Some studies however correlate fissure sealant success with the caries risk status of the patient (Bravo et al. 1996; Oulis and Berdouses 2009). In a study based on longitudinal data aggregated from children that received sealants in a private paediatric dental practice, it was concluded that high caries risk patients experienced more sealant losses resulting in higher caries prevalence, compared to those of low caries risk (Oulis and Berdouses 2009).These findings are in accordance with the study by Bravo et al. (1996) who reported that the number of sealant losses increased proportionately with the increase of the dft index. The authors’ explanation was that more questionable or incipiently carious fissures might have been sealed in those high caries risk children. Those surfaces differ from sound surfaces as they incorporate larger amounts of organic material that blocks acid penetration into the deeper surfaces of the fissure. Another in vitro study (Michalaki et al. 2010) investigated the microleakage of different sealant materials on sound (ICDAS II code 0) and questionable occlusal surfaces (ICDAS II codes 1 and 2). The findings of this study showed that fissure sealants placed on teeth with incipient enamel caries appeared to suffer statistically significantly higher microleakage in comparison with those applied on sound tooth surfaces. According to the authors, this is explained by the tissue characteristics of these surfaces that are different from sound surfaces, resulting in the poorer adaptation of fissure sealants.

The strength of evidence on the effectiveness of sealing over incipient enamel caries is weak, and more research is needed to clarify this grey area. The use of more standardised criteria to identify caries incidence, such as ICDAS, should be employed in all further studies in order to provide comparable conclusions regarding the retention of sealants on those surfaces. The existing evidence supports sealing over incipiently carious enamel lesions if those sealed surfaces can be maintained over time (Bader and Shugars 2006).

Another important finding of the present study needing to be considered is the caries incidence in the two sealant groups. Despite the poor performance of Beautisealant in terms of retention, the caries prevalence of the S-PRG filler-containing sealant group was not statistically significantly different compared to the traditional phosphoric-acid sealant group at the end of the 18-month evaluation period. The caries prevention effect of the two sealant groups was similar, resulting in the acceptance of the third null hypothesis. These findings might be explained on the basis of in vitro studies indicating that sealants containing S-PRG fillers have enamel demineralisation-inhibiting and remineralisation-promoting properties (Shimazu et al. 2011; Dionysopoulos et al. 2016). It is possible that, although Beautisealant was poorly retained in the present study, small S-PRG particles remaining into the depth of the fissures offering a caries prevention benefit.

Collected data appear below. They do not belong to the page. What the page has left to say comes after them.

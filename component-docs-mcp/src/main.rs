use std::sync::Arc;

use anyhow::Result;
use component_docs_mcp::{tool_set, ComponentDocs, DocsConfig};
use mcp_sdk::{
    server::Server,
    tools::Tools,
    transport::ServerStdioTransport,
    types::{ListRequest, ResourcesListResponse, ServerCapabilities},
};
use serde_json::json;
use tracing::info;
use tracing_subscriber::EnvFilter;

fn main() -> Result<()> {
    tracing_subscriber::fmt()
        .with_env_filter(
            EnvFilter::try_from_default_env().unwrap_or_else(|_| EnvFilter::new("info")),
        )
        // needs to be stderr due to stdio transport
        .with_writer(std::io::stderr)
        .init();

    let config = DocsConfig::from_env()?;
    info!(
        "Serving component docs from {}{}",
        config.origin(),
        config.docs_root()
    );

    // the blocking HTTP client can't be created inside the async runtime
    let docs = Arc::new(ComponentDocs::from_config(config));
    let tools = tool_set(docs);

    tokio::runtime::Runtime::new()?.block_on(serve(tools))
}

async fn serve(tools: Tools) -> Result<()> {
    let server = Server::builder(ServerStdioTransport)
        .capabilities(ServerCapabilities {
            tools: Some(json!({})),
            ..Default::default()
        })
        .tools(tools)
        .request_handler("resources/list", |_req: ListRequest| {
            Ok(ResourcesListResponse {
                resources: vec![],
                next_cursor: None,
                meta: None,
            })
        })
        .build();

    let server_handle = tokio::spawn(async move { server.listen().await });

    server_handle
        .await?
        .map_err(|e| anyhow::anyhow!("Server error: {}", e))?;
    Ok(())
}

A limitation of the present clinical trial is that the randomisation of the two treatment interventions was between the participants and not within the participants of this study. A split-mouth design would have better control over patient related factors such as oral hygiene, diet, behaviour possibly affecting the sealant retention and caries rates. However, this change would have resulted in greatly restricting subject recruitment. Another possible limitation of the present study is the 18-month follow-up period. A longer follow-up period and/or a greater sample size could have led to more definite results regarding the sealant retention rates when sealing over incipient caries.

Conclusions

The clinical performance of the S-PRG filler-containing dental sealant placed with a self-etching primer was poor regarding its retention when compared with the traditional phosphoric acid approach. However, its significantly higher loss did not lead to more carious occlusal surfaces at 18-month recall.